Last night was the worst of it; I felt like I couldn't breathe, my chest hurt so bad. It can't be the flu, but it could be something else.
I've also been getting migraines like crazy throughout the past few days, even with taking the medicine I'm supposed to.

Usually I wouldn't write stuff like this, but it's really been getting to me, and I feel like I need to get it out somehow!

Back to being happy:
I finished all the homework I needed to this week. I'm not sure how, but I did it.
All I have left to do for this next week is write a 1200 word essay (blegh, dreading it already!), study for a test in biology and finish a one page assignment in preparation, and write an outline of an article for my biology lab. It's not terrible, and definitely do-able.
I spoke with an academic advisor a couple days ago about graduation--it's close!--and what I could do afterward. Lately, I've been deviating from Nursing. Although I love my job in the ER, I feel that I wouldn't like being a Nurse.
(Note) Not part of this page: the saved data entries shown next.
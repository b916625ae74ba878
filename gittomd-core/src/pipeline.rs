//! High-level pipeline: acquire → walk → assemble → release.
//!
//! [`generate`] is the single entrypoint used by the CLI and by integration
//! tests. The acquired root is always released, whether or not the document
//! could be produced.
//!
//! # Error Handling
//! - Acquisition and listing failures abort and are returned as [`PipelineError`].
//! - Unreadable files are skipped inside the assembler and reported via
//!   [`Document::skipped`].

use tracing::{error, info};

use crate::contract::{Acquirer, PipelineError, RepoSource};
use crate::document::{render_repository, Document};

/// Pipeline stages reported to a progress observer.
#[derive(Debug, Clone, Copy, PartialEq, Eq)]
pub enum Stage {
    Acquiring,
    Generating,
}

/// Acquires `source`, renders it, and releases the root on every path.
pub async fn generate<A>(acquirer: &A, source: &RepoSource) -> Result<Document, PipelineError>
where
    A: Acquirer + ?Sized,
{
    generate_with_progress(acquirer, source, |_| {}).await
}

/// Same as [`generate`], calling `on_stage` as each stage begins.
pub async fn generate_with_progress<A, F>(
    acquirer: &A,
    source: &RepoSource,
    on_stage: F,
) -> Result<Document, PipelineError>
where
    A: Acquirer + ?Sized,
    F: Fn(Stage),
{
    on_stage(Stage::Acquiring);
    info!(source = %source, "[GEN] Acquiring repository");
    let acquired = match acquirer.acquire(source).await {
        Ok(repo) => repo,
        Err(e) => {
            error!(source = %source, error = %e, "[GEN][ERROR] Acquisition failed");
            return Err(e.into());
        }
    };

    on_stage(Stage::Generating);
    let root = acquired.root().to_path_buf();
    let name = acquired.display_name().to_string();
    info!(root = %root.display(), name = %name, "[GEN] Generating document");

    // Directory walking and file reads are blocking; keep them off the async workers.
    let rendered = tokio::task::spawn_blocking(move || render_repository(&root, &name)).await;

    acquired.release();

    match rendered {
        Ok(Ok(doc)) => {
            info!(
                sections = doc.sections().len(),
                skipped = doc.skipped().len(),
                "[GEN] Document generated"
            );
            Ok(doc)
        }
        Ok(Err(e)) => {
            error!(error = %e, "[GEN][ERROR] Walk failed");
            Err(e.into())
        }
        Err(e) => {
            error!(error = %e, "[GEN][ERROR] Generation task failed");
            Err(PipelineError::Join(e.to_string()))
        }
    }
}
I have been looking into Surgical Technician programs, though. As I progress with grades (which I am, and it's great), I'm sure that I could get into the program. I'm nearly done with my prerequisites for it. Only two more classes left.
I've been thinking heavily about where I want to go next, and I made a plan: I'm moving to Seattle, Washington at the beginning of next year. I've had that plan for a while, it's just been tough trying to figure out where I'll get the funding for it. But, if I start saving now, I could definitely move out of state by the beginning of next year. It's possible, and I'm going to do it.